A high fetal death rate is associated with this rare variety of monozygotic twinning. Intertwining of their umbilical cords, a common cause of death, is estimated to complicate at least half of cases.
Conjoined twins (TOPIC) (in descending order of frequency):
- Thoracopagus (joined at thorax), MC variety
- Omphalopagus (abdomen)
- Pygopagus (buttocks)
- Ischiopagus (ischium)
- Craniopagus (head), least common variety
- Twin-to-twin transfusion syndrome (occurs in monochorionic twins only):
- In this syndrome, blood is transfused from a donor twin to its recipient sibling such that the donor becomes anemic and oligohydramnios, and its growth may be restricted, whereas the recipient has polyhydramnios and becomes polycythemic and may develop circulatory overload manifest as hydrops. Similarly, one portion of the placenta often appears pale compared with the rest of the placenta.
- This is due to deep arteriovenous anastomosis.
- Antenatal criteria recommended for defining the twin-to-twin transfusion syndrome include the following: same sex fetuses, monochorionicity with placental vascular anastomoses, weight difference between twins greater than 20%, polyhydramnios the larger twin, oligohydramnios in donor twin, and hemoglobin difference greater than 5 g/ dL.
- The donor twin has better prognosis.
- Acardiac twin: Twin reversed arterial perfusion (TRAP) sequence is a rare (1 in 35,000 births) but serious complication of monochorionic, monozygotic multiple gestation. In the TRAP sequence, there is usually a normally formed donor twin that has features of heart failure as well as a recipient twin that lacks a heart (acardius) and various other structures.
- Discordant growth (can occur in DZ and MZ twins): There is difference in weights of twins and is expressed as % of larger twin's weight:
- Route of delivery is decided by the position of first baby.

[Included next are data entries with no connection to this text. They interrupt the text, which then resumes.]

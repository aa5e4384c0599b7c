//! Timestamped input event records
//!
//! [`RawEvent`] is the record the translator works on. It is a plain copy of
//! an evdev `input_event`, so the translation logic can be exercised without
//! touching a real device.

use std::fmt;
use std::time::{SystemTime, UNIX_EPOCH};

use evdev::{EventType, InputEvent, Key};

/// Event value constants for key events.
pub mod event_value {
    /// Key release event value
    pub const RELEASE: i32 = 0;
    /// Key press event value
    pub const PRESS: i32 = 1;
    /// Key repeat event value (autorepeat)
    pub const REPEAT: i32 = 2;
}

/// The state a key event reports.
#[derive(Debug, Clone, Copy, PartialEq, Eq)]
pub enum KeyState {
    Up,
    Down,
    Repeat,
}

impl KeyState {
    /// Any value other than press or repeat counts as a release.
    pub fn from_value(value: i32) -> Self {
        match value {
            event_value::PRESS => KeyState::Down,
            event_value::REPEAT => KeyState::Repeat,
            _ => KeyState::Up,
        }
    }
}

/// Driver timestamp of an event, split the way `struct timeval` is.
#[derive(Debug, Clone, Copy, Default, PartialEq, Eq, PartialOrd, Ord)]
pub struct EventTime {
    pub sec: i64,
    pub usec: i64,
}

impl From<SystemTime> for EventTime {
    fn from(time: SystemTime) -> Self {
        // Times before the epoch are reported as negative offsets.
        let (sign, since) = match time.duration_since(UNIX_EPOCH) {
            Ok(d) => (1, d),
            Err(e) => (-1, e.duration()),
        };
        Self {
            sec: sign * since.as_secs() as i64,
            usec: sign * i64::from(since.subsec_micros()),
        }
    }
}

/// One `(type, code, value)` record with its timestamp.
#[derive(Debug, Clone, Copy, PartialEq, Eq)]
pub struct RawEvent {
    pub time: EventTime,
    pub kind: EventType,
    pub code: u16,
    pub value: i32,
}

impl RawEvent {
    /// A key event with a zero timestamp.
    #[cfg(test)]
    pub fn key(key: Key, value: i32) -> Self {
        Self {
            time: EventTime::default(),
            kind: EventType::KEY,
            code: key.code(),
            value,
        }
    }

    #[cfg(test)]
    pub fn at(mut self, time: EventTime) -> Self {
        self.time = time;
        self
    }

    pub fn is_key(&self) -> bool {
        self.kind == EventType::KEY
    }

    pub fn key_code(&self) -> Key {
        Key::new(self.code)
    }

    /// The key state, for key events only.
    pub fn key_state(&self) -> Option<KeyState> {
        if !self.is_key() {
            return None;
        }
        Some(KeyState::from_value(self.value))
    }

    /// The same event with `code` replaced, keeping time, type and value.
    pub fn with_code(&self, key: Key) -> Self {
        Self {
            code: key.code(),
            ..*self
        }
    }

    /// The evdev record to write to a uinput device.
    ///
    /// uinput stamps injected events itself, so the time is not carried over.
    pub fn to_input_event(&self) -> InputEvent {
        InputEvent::new(self.kind, self.code, self.value)
    }
}

impl From<InputEvent> for RawEvent {
    fn from(event: InputEvent) -> Self {
        Self {
            time: event.timestamp().into(),
            kind: event.event_type(),
            code: event.code(),
            value: event.value(),
        }
    }
}

impl fmt::Display for RawEvent {
    fn fmt(&self, f: &mut fmt::Formatter<'_>) -> fmt::Result {
        if self.is_key() {
            write!(
                f,
                "{:?} value={} @{}.{:06}",
                self.key_code(),
                self.value,
                self.time.sec,
                self.time.usec
            )
        } else {
            write!(
                f,
                "{:?} code={} value={} @{}.{:06}",
                self.kind, self.code, self.value, self.time.sec, self.time.usec
            )
        }
    }
}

- Only if the first fetus is in vertex position, then normal vaginal delivery is possible.
- Twins with first fetus in nonvertex position (breech, transverse, oblique, ...) are to be delivered by LSCS.
- MC, MA twins are always to be delivered by LSCS (even if the first fetus is in vertex position) because of very high risk of cord prolapse and cord entanglement.